◆ **TASK REQUIREMENTS**
Restate the data that follows exactly as it stands, beginning with the first line and ending with the line that contains "with this software.".

◆ **RECORD SET**

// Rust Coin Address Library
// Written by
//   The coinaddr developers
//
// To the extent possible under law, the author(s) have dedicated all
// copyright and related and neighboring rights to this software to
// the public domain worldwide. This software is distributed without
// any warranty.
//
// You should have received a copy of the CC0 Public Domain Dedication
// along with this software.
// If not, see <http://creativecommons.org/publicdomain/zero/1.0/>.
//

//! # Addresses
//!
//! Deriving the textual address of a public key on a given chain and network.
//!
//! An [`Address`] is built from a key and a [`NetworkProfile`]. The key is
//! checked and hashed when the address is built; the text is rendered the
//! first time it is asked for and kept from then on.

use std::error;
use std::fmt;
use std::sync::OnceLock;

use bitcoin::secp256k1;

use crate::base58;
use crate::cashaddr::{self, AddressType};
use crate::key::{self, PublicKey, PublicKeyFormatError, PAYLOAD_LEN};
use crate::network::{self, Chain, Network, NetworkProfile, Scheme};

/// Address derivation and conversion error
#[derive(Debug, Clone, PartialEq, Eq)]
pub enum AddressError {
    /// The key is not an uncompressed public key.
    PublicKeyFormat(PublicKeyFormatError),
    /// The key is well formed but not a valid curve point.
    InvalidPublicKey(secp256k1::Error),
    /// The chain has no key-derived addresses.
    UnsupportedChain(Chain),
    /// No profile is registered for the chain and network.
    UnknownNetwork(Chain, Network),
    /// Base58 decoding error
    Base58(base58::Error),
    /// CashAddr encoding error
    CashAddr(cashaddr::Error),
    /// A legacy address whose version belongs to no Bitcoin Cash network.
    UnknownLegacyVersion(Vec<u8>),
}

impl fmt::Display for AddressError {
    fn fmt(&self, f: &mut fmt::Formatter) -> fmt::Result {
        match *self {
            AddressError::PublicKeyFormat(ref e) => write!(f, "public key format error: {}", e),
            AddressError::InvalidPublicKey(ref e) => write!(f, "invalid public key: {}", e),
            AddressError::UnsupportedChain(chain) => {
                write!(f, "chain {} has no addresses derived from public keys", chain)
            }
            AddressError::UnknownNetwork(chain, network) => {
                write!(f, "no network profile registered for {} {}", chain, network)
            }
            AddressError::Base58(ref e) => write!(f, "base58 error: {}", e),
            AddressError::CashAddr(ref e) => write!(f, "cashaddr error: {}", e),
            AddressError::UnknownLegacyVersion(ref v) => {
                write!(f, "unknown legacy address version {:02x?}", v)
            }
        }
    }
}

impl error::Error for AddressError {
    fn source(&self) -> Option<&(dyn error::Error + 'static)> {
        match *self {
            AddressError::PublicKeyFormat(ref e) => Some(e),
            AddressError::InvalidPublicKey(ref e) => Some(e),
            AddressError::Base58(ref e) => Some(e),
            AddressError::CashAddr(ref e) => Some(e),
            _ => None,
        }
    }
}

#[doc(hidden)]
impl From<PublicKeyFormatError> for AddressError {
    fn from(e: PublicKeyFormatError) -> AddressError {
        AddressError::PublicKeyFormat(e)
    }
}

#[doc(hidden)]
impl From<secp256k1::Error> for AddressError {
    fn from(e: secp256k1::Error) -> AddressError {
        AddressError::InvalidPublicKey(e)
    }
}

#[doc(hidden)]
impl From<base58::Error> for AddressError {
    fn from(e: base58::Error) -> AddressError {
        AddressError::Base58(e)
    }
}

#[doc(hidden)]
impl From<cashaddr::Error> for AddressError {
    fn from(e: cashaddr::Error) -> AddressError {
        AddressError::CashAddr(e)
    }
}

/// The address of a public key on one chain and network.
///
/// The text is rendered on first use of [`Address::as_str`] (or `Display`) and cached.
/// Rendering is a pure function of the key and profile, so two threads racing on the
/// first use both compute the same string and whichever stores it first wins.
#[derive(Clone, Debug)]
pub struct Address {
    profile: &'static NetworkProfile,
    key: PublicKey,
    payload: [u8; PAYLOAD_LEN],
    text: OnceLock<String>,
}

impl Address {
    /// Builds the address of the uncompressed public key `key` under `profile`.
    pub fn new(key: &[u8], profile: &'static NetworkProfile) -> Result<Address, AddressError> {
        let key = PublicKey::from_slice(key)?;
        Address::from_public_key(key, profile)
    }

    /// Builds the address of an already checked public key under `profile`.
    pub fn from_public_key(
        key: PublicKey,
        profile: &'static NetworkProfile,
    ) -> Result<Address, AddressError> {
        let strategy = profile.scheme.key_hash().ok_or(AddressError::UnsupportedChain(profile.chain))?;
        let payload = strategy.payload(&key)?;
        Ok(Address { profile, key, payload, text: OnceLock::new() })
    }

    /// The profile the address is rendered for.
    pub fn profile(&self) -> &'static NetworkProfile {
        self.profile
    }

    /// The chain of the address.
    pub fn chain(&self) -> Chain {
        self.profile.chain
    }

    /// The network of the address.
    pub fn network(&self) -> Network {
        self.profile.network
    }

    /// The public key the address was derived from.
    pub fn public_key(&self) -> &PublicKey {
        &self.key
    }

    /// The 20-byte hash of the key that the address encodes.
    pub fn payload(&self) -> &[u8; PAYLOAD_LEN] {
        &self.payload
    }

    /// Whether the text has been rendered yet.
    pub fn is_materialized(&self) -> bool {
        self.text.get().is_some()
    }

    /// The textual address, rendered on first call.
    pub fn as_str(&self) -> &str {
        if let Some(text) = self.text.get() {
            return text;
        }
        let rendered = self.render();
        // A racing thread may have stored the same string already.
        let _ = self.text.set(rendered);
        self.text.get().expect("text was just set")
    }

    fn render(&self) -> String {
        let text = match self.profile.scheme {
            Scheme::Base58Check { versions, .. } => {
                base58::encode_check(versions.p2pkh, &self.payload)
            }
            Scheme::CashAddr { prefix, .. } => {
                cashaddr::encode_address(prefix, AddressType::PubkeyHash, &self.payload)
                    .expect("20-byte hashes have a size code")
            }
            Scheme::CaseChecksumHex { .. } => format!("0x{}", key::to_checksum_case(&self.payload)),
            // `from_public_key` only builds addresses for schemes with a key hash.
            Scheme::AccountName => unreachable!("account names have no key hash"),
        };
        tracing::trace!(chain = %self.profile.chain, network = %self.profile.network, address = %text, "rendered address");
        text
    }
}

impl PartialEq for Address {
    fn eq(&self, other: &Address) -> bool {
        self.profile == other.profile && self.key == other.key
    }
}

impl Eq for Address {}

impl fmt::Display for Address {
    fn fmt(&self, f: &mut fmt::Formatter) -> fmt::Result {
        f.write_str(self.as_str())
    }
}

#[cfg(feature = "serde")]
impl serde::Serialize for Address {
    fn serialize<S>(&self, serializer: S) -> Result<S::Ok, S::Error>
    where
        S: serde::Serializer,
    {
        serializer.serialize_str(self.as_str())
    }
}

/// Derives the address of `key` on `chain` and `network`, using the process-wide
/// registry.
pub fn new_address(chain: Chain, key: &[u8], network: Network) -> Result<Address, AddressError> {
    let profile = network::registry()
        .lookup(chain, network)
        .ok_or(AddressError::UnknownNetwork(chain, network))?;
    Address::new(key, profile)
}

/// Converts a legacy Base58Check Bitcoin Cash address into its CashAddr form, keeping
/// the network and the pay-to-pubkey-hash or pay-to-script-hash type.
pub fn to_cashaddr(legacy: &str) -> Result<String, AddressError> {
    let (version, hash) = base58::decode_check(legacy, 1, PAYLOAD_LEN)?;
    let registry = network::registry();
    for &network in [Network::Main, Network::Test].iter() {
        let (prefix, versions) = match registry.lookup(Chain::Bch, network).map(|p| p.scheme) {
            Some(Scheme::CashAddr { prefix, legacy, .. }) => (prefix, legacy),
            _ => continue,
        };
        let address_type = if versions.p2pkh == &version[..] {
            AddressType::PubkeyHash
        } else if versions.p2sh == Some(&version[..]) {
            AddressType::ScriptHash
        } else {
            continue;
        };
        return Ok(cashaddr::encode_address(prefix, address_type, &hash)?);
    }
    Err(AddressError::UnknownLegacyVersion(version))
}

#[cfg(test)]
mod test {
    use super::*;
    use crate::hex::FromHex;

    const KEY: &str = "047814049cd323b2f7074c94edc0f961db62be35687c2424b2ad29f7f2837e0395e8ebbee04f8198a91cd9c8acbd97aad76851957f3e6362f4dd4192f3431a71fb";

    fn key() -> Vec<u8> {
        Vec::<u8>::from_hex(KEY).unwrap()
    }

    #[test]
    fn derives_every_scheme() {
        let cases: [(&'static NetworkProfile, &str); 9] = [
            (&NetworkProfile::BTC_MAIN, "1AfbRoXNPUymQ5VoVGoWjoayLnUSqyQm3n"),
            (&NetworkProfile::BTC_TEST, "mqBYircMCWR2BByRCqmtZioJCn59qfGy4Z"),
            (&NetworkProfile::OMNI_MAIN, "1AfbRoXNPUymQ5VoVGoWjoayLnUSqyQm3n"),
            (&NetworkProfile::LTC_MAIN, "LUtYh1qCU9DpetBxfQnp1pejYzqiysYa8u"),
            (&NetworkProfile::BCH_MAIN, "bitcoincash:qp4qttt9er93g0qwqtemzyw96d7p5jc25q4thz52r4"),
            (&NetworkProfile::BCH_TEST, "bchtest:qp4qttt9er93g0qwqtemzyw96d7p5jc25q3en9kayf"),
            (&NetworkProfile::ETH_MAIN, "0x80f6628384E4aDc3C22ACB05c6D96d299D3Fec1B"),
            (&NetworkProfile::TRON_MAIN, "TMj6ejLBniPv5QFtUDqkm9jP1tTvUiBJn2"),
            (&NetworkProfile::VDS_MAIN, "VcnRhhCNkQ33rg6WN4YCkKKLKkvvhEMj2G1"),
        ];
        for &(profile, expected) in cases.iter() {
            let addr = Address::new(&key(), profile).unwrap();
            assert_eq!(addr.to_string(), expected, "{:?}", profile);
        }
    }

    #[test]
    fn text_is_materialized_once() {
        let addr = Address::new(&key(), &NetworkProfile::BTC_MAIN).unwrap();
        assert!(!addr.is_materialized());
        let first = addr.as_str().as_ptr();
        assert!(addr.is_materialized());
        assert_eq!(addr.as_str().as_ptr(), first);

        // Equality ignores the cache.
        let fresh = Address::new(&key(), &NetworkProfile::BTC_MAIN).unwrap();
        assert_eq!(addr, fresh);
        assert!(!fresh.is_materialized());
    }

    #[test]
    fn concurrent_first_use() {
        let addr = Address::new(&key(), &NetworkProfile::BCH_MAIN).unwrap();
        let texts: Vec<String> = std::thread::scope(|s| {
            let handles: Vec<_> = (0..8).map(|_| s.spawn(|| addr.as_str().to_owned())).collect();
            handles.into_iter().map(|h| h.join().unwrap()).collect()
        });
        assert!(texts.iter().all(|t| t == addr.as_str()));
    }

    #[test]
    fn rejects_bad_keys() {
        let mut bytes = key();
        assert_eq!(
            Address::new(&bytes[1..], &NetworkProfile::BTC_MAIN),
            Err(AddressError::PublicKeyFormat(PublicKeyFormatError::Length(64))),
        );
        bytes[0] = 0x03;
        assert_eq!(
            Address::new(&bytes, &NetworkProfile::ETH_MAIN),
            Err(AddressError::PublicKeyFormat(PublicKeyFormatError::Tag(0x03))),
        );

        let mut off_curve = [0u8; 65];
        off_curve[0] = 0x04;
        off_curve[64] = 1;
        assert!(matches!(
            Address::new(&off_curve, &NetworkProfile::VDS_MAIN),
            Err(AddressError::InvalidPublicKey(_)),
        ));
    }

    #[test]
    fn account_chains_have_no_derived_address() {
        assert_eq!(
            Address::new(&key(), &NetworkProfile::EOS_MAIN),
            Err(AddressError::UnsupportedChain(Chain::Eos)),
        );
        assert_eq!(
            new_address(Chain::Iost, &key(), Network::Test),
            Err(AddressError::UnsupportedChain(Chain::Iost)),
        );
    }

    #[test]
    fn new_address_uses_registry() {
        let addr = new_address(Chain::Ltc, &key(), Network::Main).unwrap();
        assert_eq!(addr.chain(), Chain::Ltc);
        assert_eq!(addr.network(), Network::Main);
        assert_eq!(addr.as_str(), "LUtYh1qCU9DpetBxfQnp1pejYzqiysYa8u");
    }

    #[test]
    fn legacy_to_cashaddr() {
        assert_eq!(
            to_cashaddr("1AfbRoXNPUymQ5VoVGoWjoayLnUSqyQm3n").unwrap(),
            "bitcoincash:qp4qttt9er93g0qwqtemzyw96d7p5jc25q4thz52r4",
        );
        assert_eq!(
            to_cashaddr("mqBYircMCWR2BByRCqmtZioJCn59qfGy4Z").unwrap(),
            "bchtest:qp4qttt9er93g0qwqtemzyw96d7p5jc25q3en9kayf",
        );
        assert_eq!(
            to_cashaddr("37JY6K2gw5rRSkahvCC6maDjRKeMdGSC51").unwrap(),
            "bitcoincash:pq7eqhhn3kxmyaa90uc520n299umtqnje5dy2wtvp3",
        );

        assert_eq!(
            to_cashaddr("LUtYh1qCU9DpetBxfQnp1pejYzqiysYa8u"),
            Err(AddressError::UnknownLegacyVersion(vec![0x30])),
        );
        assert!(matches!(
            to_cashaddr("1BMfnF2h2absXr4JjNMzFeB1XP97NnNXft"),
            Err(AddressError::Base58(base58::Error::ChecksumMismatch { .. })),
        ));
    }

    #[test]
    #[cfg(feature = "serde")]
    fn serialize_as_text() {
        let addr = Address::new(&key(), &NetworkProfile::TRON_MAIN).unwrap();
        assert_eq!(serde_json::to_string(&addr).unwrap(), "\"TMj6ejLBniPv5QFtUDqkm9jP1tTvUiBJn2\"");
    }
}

◆ **EXERCISE RESULT**
// Rust Coin Address Library
// Written by
//   The coinaddr developers
//
// To the extent possible under law, the author(s) have dedicated all
// copyright and related and neighboring rights to this software to
// the public domain worldwide. This software is distributed without
// any warranty.
//
// You should have received a copy of the CC0 Public Domain Dedication
// along with this software.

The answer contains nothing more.